[Dataset entries]
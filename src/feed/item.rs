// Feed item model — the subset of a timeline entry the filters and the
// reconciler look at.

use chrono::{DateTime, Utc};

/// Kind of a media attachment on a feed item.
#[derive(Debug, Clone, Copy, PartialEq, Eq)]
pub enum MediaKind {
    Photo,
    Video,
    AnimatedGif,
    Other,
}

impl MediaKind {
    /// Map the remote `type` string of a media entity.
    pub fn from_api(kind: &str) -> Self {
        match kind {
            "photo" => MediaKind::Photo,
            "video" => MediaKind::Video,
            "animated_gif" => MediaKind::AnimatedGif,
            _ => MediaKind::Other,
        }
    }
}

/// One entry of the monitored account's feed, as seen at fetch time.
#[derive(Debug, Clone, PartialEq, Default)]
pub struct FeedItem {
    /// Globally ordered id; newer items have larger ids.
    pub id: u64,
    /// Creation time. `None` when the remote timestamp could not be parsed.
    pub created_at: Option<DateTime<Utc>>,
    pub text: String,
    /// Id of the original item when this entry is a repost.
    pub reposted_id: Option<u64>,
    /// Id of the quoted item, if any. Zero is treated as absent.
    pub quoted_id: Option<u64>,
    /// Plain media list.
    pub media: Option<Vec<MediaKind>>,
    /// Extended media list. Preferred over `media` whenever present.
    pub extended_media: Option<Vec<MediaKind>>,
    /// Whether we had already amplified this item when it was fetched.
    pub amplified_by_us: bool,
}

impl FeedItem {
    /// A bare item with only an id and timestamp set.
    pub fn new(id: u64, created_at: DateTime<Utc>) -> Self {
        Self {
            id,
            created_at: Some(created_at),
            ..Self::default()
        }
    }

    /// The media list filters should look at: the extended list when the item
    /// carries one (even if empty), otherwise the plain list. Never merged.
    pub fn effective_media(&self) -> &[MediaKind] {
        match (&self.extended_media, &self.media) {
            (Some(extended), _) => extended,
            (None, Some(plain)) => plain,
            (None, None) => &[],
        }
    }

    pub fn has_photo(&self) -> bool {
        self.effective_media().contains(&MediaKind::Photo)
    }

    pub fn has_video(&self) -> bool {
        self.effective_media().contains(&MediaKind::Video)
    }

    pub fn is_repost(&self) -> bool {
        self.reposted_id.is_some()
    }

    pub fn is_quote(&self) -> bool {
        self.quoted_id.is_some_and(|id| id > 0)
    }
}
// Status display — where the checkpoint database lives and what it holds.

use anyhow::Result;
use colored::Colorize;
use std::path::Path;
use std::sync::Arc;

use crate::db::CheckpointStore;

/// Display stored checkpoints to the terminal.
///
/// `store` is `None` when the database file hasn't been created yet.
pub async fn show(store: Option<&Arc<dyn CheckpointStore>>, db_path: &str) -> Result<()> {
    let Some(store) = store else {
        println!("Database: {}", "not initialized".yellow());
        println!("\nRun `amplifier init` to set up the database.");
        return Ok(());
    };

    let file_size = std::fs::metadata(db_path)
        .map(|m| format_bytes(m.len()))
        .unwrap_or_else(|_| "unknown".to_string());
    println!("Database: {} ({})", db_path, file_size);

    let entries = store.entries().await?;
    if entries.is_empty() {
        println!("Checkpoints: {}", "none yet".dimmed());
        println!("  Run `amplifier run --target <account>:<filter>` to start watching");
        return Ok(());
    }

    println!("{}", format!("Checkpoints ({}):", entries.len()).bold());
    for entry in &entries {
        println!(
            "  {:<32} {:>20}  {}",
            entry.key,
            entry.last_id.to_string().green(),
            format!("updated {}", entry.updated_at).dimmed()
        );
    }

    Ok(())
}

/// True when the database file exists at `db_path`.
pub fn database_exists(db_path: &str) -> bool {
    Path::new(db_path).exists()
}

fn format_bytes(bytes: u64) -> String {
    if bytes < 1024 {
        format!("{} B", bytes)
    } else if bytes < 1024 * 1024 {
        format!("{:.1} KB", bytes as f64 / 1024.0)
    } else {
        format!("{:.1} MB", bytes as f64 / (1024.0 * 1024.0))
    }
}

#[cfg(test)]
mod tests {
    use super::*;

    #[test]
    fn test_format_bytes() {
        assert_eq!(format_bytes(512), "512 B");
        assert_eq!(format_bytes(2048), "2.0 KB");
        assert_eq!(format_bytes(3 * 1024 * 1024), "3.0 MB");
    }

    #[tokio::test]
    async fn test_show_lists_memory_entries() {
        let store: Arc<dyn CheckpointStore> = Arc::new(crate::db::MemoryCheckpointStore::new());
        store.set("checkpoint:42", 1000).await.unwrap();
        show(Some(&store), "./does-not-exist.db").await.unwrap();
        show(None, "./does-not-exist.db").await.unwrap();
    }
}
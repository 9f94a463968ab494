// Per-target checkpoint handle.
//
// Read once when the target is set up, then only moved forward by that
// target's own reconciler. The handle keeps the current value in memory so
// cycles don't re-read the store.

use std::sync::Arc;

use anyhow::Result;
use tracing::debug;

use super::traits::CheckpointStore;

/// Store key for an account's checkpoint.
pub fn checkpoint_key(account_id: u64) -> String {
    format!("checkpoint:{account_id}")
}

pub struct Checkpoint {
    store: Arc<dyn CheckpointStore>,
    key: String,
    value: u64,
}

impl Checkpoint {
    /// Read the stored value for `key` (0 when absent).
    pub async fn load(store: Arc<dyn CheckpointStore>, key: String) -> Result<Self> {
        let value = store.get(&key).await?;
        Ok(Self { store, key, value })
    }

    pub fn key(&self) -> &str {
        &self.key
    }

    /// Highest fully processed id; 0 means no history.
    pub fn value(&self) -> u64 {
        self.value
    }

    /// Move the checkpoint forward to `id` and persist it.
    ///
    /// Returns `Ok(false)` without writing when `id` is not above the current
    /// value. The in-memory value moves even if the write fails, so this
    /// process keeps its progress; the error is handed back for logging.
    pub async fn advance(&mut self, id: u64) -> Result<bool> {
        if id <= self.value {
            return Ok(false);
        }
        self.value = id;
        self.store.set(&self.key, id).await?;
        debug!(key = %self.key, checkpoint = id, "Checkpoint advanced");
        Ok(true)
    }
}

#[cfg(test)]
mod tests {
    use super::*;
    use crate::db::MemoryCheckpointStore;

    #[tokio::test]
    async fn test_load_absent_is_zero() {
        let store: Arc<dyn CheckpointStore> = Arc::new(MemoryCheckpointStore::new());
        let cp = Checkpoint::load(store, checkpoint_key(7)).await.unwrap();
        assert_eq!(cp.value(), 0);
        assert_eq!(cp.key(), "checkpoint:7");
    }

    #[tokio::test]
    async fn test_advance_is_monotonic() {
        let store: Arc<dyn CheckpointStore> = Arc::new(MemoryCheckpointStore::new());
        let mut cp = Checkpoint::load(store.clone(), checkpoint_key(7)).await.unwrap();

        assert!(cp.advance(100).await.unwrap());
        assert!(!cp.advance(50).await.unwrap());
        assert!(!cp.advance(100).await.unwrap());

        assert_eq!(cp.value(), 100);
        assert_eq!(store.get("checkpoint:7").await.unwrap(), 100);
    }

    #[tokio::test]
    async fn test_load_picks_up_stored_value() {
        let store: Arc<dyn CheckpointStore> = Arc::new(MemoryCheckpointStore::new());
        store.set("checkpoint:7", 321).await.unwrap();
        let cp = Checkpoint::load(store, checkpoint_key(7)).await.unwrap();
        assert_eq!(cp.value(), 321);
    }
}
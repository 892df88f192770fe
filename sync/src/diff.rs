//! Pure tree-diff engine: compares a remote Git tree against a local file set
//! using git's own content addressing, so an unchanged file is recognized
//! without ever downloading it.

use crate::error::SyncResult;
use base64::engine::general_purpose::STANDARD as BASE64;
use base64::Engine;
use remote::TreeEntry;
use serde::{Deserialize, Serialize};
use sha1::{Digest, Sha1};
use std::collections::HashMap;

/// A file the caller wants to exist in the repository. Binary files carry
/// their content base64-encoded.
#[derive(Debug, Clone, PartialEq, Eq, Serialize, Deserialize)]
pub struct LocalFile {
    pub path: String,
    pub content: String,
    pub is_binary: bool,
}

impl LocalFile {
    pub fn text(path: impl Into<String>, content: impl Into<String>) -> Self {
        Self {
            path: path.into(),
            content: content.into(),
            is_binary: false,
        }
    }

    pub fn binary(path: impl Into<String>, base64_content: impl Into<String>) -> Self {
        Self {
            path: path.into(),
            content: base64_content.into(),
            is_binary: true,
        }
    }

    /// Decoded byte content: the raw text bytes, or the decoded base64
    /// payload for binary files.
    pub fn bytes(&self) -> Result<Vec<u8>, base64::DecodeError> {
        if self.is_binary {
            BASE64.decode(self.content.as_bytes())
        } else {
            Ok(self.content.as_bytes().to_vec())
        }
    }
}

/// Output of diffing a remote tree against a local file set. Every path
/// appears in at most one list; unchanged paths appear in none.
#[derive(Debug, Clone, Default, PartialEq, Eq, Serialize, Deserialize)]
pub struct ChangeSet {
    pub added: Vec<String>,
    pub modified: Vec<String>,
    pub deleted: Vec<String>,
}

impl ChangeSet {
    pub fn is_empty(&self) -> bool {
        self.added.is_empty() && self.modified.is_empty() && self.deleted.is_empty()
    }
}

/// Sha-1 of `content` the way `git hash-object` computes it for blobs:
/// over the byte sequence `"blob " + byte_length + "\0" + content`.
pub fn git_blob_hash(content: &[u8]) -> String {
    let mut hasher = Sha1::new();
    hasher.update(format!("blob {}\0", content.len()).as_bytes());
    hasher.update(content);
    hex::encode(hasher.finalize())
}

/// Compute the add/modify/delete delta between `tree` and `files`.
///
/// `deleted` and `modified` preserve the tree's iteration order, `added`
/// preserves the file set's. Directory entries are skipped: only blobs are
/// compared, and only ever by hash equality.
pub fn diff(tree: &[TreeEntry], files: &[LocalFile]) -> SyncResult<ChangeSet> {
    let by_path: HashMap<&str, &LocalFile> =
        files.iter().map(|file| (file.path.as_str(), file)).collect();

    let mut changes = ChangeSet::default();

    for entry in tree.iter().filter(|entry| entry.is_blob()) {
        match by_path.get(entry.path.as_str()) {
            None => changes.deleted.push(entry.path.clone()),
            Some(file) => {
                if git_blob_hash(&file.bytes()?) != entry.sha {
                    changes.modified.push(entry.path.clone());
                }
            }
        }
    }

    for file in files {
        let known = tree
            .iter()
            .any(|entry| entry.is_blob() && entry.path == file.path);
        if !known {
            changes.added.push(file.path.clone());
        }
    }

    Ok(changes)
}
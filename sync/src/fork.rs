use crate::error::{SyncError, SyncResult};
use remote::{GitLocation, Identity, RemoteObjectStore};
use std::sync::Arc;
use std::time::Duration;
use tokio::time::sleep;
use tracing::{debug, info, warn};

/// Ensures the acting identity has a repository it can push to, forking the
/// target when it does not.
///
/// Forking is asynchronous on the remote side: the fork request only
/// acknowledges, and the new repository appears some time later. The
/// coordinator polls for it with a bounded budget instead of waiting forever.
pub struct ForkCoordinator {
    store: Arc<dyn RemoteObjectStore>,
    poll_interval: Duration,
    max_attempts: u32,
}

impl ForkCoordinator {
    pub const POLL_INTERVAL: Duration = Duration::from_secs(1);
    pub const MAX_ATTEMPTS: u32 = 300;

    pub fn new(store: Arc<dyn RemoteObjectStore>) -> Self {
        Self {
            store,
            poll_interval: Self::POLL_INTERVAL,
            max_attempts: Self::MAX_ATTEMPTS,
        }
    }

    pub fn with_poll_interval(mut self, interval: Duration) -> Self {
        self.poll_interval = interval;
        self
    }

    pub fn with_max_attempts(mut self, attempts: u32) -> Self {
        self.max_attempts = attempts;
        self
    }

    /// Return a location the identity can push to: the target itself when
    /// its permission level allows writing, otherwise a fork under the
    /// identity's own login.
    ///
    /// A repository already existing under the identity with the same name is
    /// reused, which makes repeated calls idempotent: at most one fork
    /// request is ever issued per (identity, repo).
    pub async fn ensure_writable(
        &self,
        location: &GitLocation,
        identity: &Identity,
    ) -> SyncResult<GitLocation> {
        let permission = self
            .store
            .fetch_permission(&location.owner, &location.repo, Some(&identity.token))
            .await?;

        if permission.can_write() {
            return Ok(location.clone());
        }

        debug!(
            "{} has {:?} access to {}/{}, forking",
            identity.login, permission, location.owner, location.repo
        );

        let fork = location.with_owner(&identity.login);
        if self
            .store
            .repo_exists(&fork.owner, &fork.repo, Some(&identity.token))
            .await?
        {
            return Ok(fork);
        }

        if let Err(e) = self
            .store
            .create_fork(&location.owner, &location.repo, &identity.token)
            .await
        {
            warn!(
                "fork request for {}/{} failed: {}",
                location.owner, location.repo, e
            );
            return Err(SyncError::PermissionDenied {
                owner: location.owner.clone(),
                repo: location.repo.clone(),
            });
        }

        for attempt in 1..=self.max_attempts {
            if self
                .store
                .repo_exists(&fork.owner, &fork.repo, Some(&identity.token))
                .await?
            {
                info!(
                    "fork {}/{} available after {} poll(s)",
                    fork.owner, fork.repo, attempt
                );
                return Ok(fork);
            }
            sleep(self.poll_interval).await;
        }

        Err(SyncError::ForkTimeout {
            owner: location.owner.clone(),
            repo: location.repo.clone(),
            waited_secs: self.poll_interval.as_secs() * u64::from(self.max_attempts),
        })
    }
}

--- AIM OF THE EXERCISE ---
Set down, exactly as they stand above, the lines starting with the line with "pub fn text(path: impl" and going on through the line with "the decoded base64", and no others.

--- ANSWER SPACE ---
    pub fn text(path: impl Into<String>, content: impl Into<String>) -> Self {
        Self {
            path: path.into(),
            content: content.into(),
            is_binary: false,
        }
    }

    pub fn binary(path: impl Into<String>, base64_content: impl Into<String>) -> Self {
        Self {
            path: path.into(),
            content: base64_content.into(),
            is_binary: true,
        }
    }

    /// Decoded byte content: the raw text bytes, or the decoded base64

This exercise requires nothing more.